(Problem to solve): Report each line of the data that includes the word "their".

******

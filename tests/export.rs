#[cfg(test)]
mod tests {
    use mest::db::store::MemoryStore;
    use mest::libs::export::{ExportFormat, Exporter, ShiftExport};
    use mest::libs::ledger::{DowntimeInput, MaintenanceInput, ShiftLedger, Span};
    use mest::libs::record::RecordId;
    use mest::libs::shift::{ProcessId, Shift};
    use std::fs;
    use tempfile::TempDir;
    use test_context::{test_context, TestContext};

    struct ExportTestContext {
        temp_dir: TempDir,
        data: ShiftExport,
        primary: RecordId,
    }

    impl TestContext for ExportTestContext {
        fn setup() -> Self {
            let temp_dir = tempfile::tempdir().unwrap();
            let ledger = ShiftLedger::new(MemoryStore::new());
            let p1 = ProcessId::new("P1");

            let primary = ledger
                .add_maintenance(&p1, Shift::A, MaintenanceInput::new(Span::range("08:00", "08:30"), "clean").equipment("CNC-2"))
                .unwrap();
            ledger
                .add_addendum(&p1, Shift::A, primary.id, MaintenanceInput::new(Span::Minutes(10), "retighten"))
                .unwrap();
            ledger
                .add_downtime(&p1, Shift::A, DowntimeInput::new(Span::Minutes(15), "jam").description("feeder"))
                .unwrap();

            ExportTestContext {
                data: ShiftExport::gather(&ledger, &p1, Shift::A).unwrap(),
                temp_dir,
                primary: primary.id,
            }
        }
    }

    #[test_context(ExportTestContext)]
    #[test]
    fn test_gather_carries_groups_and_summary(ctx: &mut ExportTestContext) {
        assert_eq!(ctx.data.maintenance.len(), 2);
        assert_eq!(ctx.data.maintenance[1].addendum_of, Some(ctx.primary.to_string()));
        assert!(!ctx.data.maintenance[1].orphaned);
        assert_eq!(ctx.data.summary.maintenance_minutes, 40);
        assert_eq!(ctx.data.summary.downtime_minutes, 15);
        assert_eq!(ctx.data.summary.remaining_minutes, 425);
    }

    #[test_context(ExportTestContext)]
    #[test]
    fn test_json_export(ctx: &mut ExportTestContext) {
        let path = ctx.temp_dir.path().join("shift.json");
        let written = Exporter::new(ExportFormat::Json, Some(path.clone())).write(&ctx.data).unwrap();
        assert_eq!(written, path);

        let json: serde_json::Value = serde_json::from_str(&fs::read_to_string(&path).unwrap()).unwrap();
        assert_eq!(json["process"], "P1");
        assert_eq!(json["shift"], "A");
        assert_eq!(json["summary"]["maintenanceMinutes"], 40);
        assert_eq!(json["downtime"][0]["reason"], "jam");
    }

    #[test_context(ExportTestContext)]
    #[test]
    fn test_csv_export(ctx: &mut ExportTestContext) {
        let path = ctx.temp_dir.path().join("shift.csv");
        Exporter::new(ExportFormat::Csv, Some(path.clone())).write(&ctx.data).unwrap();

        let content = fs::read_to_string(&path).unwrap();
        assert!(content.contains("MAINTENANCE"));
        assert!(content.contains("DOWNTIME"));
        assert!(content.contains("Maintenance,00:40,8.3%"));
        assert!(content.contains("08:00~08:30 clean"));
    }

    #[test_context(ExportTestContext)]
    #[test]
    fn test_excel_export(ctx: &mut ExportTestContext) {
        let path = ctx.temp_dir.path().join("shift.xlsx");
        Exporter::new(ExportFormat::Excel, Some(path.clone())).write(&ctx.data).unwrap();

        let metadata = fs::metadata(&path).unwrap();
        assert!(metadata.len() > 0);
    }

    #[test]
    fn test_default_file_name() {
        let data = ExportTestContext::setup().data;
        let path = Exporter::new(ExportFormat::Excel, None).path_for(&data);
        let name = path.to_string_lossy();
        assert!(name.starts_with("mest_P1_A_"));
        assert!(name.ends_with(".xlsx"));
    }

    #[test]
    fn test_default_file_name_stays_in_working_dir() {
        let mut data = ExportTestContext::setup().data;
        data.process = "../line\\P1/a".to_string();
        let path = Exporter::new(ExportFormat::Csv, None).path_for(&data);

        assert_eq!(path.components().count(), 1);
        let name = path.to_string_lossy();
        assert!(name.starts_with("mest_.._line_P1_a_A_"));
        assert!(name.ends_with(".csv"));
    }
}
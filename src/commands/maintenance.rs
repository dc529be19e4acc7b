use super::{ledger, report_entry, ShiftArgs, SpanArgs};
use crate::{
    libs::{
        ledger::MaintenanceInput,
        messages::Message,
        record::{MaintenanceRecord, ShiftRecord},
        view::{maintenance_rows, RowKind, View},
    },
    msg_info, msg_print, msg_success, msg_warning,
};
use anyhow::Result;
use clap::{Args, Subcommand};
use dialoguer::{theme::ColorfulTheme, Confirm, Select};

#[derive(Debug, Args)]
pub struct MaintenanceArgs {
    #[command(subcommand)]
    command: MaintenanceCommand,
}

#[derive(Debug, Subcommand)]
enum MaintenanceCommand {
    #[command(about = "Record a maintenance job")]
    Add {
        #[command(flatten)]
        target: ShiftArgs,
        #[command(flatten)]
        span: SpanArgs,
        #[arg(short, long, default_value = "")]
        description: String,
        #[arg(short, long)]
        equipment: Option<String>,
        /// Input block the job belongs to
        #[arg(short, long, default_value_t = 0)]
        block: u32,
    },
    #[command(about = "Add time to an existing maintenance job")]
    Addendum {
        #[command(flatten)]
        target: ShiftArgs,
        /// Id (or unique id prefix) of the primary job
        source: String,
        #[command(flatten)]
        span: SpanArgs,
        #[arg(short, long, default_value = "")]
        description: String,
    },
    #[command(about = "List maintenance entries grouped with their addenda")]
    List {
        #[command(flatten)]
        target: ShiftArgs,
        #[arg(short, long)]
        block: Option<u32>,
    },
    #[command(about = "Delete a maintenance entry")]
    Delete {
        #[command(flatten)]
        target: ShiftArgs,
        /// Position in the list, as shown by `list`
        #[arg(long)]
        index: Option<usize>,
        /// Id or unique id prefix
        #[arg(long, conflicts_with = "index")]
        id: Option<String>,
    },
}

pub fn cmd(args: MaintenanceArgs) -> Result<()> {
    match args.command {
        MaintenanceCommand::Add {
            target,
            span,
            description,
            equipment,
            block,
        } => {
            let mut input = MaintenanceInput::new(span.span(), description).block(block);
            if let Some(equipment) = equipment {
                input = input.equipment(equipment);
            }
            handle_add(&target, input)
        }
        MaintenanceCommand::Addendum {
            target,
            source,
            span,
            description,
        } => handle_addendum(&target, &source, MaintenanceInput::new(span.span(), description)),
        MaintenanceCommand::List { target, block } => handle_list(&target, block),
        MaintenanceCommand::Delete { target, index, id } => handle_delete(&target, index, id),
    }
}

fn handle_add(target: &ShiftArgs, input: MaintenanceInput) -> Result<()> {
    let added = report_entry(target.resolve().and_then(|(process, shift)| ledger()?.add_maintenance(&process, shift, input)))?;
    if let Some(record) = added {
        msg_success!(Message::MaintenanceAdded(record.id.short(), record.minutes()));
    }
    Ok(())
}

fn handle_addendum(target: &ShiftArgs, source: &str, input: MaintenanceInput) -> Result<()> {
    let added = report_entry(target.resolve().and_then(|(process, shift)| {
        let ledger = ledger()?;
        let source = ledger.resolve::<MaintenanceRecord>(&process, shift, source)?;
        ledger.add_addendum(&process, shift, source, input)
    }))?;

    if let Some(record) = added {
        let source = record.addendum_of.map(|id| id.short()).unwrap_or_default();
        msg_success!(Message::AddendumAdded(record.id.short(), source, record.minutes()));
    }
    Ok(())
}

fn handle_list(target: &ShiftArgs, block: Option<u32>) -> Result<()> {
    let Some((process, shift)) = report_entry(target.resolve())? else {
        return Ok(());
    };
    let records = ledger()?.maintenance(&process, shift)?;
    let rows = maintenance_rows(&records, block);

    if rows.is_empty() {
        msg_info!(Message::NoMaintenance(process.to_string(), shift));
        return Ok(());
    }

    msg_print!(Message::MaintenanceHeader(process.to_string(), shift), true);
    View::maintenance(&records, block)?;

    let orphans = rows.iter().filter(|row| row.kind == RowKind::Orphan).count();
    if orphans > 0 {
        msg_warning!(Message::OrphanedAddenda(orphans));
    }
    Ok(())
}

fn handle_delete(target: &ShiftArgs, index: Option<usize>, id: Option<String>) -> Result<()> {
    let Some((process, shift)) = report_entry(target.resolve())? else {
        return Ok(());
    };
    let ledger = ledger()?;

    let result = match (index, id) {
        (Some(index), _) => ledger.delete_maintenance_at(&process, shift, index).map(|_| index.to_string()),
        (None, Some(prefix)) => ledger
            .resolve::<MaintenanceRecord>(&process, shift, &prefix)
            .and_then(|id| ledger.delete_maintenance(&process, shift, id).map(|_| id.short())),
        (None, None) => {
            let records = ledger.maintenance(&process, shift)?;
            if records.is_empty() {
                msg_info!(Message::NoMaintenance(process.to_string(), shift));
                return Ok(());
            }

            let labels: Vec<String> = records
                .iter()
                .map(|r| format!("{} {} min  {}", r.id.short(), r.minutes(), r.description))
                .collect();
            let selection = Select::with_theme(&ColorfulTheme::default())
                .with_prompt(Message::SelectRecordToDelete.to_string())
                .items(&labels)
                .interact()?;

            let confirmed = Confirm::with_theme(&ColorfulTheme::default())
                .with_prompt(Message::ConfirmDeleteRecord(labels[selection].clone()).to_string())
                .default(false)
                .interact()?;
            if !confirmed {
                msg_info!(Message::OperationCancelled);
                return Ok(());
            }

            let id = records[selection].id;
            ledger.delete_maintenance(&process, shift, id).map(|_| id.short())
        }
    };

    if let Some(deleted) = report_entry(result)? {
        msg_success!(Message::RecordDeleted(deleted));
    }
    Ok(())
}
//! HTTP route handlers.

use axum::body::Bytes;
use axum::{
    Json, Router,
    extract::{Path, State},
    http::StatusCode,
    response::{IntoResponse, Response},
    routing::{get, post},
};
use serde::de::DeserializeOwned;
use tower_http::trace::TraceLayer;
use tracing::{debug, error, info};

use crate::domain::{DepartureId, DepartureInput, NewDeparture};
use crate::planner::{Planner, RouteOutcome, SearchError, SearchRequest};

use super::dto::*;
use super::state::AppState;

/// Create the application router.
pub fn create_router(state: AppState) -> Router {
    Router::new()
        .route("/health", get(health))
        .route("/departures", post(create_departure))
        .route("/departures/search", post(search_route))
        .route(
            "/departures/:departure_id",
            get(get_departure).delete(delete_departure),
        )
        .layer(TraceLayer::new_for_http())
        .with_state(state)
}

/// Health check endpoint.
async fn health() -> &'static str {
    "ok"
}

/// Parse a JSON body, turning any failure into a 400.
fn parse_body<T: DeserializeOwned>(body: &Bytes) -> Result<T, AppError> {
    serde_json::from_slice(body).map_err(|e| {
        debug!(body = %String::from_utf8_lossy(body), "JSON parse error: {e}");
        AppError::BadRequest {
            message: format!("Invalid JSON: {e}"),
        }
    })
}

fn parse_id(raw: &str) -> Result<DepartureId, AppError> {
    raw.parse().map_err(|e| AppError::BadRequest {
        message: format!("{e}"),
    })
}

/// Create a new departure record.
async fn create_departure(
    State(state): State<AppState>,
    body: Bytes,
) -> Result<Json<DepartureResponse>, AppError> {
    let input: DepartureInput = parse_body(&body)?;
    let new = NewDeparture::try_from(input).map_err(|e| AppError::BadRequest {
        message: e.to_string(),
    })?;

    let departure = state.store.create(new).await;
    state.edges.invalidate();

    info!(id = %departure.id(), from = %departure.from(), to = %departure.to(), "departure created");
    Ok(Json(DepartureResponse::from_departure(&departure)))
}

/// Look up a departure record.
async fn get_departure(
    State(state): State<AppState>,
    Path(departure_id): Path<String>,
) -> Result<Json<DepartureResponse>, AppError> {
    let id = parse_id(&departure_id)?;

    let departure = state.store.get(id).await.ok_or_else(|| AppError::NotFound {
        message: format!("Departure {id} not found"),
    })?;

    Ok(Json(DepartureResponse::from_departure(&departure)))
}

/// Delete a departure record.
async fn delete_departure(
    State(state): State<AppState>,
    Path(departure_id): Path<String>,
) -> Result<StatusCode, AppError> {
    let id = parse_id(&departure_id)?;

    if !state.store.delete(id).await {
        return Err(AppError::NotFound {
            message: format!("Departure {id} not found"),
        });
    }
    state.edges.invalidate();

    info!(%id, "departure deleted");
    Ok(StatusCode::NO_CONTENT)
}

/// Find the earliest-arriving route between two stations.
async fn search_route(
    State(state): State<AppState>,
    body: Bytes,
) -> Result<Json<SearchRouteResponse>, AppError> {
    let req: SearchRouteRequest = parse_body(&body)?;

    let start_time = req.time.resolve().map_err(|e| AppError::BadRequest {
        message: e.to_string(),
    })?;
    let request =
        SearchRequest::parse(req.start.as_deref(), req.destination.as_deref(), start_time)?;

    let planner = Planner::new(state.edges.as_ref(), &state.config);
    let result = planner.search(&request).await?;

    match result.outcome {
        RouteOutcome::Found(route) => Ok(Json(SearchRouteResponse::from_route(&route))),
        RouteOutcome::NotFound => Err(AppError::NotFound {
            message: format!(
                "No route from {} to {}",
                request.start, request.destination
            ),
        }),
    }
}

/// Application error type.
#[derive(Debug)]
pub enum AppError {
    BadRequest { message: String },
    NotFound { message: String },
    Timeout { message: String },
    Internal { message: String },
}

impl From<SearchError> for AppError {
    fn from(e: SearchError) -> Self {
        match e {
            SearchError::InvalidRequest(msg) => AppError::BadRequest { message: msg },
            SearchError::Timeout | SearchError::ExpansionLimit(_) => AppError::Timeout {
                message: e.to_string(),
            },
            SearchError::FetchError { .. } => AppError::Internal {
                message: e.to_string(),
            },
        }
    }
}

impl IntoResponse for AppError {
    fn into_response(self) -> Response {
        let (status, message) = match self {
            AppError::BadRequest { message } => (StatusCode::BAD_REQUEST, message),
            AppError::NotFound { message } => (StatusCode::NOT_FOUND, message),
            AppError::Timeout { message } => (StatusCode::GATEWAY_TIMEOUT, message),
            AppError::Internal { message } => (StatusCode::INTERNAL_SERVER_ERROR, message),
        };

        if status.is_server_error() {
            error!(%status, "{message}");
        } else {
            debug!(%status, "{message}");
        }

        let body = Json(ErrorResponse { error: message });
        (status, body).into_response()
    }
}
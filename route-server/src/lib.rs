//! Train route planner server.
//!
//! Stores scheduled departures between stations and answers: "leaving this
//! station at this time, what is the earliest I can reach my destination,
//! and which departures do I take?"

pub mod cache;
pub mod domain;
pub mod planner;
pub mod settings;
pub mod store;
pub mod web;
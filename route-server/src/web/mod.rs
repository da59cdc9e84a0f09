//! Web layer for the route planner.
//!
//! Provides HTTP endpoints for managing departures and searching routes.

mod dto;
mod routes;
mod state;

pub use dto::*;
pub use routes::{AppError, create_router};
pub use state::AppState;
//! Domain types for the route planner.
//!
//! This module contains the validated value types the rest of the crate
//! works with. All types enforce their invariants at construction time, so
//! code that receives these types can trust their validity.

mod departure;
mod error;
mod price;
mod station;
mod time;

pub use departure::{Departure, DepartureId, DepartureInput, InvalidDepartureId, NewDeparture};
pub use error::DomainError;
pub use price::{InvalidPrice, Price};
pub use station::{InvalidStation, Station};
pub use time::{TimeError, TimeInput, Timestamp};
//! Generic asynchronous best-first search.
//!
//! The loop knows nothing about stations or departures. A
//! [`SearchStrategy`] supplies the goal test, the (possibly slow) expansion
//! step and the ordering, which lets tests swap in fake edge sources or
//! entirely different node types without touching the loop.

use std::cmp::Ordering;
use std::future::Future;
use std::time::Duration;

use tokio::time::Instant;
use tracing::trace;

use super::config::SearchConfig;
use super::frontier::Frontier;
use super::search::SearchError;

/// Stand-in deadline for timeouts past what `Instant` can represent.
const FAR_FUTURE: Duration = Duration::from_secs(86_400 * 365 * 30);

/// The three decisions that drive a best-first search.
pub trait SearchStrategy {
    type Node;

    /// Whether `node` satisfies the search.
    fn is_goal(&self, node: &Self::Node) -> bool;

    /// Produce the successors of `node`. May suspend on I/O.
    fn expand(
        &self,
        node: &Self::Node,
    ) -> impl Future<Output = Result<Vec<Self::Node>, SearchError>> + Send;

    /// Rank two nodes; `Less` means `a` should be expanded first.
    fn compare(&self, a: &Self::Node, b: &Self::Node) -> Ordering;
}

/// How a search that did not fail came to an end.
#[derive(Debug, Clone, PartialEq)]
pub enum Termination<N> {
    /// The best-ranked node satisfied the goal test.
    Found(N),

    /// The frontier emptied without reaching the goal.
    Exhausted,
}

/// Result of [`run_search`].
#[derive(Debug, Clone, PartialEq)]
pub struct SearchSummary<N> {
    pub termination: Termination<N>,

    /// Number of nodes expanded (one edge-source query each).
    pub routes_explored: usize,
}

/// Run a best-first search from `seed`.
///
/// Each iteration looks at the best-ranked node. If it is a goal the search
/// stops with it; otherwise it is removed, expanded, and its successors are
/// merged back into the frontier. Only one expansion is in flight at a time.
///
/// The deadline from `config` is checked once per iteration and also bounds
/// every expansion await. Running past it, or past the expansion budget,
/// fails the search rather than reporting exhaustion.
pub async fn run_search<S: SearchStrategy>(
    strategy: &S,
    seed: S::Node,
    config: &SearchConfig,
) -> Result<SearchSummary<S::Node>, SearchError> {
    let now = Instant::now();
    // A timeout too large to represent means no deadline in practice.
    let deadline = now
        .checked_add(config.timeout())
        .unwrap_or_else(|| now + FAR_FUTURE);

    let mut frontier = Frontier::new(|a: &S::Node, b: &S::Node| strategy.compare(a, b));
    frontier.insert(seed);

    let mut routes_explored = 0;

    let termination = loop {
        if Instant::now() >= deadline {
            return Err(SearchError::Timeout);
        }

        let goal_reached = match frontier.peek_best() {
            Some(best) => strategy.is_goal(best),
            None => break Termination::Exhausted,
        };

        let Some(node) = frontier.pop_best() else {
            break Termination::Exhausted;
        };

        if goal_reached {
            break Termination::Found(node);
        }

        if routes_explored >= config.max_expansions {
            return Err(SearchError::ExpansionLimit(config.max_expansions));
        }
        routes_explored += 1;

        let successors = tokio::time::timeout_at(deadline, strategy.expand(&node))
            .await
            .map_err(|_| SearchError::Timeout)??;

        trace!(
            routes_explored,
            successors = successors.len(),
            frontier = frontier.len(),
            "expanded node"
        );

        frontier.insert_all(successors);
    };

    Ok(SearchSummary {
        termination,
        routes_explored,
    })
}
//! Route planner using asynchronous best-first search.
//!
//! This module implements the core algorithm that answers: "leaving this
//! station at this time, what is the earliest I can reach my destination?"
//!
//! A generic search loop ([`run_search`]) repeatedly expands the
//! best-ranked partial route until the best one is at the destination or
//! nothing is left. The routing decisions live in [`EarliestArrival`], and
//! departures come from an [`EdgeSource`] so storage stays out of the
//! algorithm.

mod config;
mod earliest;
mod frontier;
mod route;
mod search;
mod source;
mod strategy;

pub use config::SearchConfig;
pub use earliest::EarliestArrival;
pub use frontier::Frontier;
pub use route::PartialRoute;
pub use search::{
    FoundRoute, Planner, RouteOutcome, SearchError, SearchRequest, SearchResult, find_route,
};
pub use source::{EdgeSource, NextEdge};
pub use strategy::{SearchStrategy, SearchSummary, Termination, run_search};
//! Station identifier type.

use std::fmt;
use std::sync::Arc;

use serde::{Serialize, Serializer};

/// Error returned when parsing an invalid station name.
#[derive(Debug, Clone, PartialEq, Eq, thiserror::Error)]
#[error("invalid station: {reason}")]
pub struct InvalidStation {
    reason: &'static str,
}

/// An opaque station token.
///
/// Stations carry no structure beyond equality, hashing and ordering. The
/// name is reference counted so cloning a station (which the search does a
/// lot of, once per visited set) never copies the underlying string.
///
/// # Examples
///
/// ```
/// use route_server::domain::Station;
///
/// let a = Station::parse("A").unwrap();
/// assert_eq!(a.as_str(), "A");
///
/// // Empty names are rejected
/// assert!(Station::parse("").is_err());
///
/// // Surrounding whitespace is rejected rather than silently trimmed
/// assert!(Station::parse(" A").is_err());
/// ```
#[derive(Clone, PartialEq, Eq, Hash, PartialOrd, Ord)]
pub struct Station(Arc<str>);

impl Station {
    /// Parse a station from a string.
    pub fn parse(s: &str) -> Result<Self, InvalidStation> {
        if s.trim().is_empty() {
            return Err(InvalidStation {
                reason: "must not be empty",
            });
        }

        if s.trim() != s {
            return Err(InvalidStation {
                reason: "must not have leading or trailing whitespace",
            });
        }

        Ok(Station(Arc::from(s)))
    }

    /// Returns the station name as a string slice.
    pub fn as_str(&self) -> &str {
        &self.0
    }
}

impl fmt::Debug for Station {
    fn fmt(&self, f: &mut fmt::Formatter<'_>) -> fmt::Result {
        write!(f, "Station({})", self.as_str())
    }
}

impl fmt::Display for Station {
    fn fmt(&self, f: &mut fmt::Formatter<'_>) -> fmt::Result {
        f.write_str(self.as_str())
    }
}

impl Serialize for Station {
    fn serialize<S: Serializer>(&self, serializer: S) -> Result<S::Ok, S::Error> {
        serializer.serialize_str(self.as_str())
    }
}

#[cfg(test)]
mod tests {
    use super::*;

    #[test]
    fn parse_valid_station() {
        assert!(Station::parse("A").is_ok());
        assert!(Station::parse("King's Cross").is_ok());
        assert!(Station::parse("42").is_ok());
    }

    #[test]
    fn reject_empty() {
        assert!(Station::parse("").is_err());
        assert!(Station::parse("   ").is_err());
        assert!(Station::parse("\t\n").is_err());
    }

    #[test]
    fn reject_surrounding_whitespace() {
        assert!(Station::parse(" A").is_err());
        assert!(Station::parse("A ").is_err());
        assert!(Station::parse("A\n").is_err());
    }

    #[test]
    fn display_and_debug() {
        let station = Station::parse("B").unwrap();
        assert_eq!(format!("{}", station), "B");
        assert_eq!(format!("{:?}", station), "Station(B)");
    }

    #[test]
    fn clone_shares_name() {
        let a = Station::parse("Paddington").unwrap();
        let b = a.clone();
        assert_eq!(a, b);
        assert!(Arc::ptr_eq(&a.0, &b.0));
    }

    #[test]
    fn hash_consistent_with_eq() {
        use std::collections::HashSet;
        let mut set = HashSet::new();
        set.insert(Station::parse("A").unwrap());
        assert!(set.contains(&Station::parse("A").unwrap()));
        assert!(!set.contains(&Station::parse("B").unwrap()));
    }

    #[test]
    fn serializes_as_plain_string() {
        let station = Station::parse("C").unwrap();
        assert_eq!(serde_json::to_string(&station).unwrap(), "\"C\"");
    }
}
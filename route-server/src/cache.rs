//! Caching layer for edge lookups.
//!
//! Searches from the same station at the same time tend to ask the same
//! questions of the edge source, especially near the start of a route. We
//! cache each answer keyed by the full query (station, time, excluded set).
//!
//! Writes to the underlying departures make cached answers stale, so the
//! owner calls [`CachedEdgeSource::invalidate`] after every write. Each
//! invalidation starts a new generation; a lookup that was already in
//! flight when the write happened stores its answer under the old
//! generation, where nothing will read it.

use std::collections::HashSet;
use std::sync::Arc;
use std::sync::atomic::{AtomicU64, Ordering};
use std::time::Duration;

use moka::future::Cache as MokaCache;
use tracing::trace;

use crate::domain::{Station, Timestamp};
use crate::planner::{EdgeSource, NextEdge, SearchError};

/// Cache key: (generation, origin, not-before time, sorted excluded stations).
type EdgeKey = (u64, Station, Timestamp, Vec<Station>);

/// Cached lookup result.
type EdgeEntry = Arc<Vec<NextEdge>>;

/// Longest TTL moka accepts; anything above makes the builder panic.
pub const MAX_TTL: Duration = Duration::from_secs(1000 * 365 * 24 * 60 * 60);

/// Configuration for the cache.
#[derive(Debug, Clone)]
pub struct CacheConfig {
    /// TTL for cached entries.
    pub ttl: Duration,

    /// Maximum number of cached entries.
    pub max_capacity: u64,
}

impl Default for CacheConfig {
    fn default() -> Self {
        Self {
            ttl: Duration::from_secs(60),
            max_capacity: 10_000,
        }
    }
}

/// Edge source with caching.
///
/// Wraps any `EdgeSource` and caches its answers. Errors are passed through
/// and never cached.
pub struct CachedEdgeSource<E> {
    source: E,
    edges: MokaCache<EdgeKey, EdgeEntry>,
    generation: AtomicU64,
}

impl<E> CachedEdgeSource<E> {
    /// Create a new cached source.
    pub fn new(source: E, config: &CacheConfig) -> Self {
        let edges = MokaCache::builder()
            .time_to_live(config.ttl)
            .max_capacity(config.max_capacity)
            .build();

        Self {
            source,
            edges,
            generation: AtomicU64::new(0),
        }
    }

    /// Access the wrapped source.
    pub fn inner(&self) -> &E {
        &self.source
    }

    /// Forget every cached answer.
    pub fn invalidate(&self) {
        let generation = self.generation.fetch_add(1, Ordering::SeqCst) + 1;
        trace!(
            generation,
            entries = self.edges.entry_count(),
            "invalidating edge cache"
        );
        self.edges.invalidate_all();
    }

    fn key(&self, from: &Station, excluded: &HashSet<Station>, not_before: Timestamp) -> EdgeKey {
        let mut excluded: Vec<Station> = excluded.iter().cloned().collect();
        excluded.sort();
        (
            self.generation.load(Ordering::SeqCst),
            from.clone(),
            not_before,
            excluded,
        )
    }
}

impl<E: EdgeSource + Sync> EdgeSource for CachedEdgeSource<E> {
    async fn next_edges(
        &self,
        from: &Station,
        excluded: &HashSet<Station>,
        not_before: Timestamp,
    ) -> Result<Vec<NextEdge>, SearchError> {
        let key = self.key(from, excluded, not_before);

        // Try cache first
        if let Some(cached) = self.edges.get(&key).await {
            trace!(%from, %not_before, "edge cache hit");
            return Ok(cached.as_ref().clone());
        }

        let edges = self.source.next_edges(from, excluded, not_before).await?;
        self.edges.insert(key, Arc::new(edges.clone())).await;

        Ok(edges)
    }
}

******

(Answer):
    #[command(about = "List maintenance entries grouped with their addenda")]
//! works with. All types enforce their invariants at construction time, so
//! code that receives these types can trust their validity.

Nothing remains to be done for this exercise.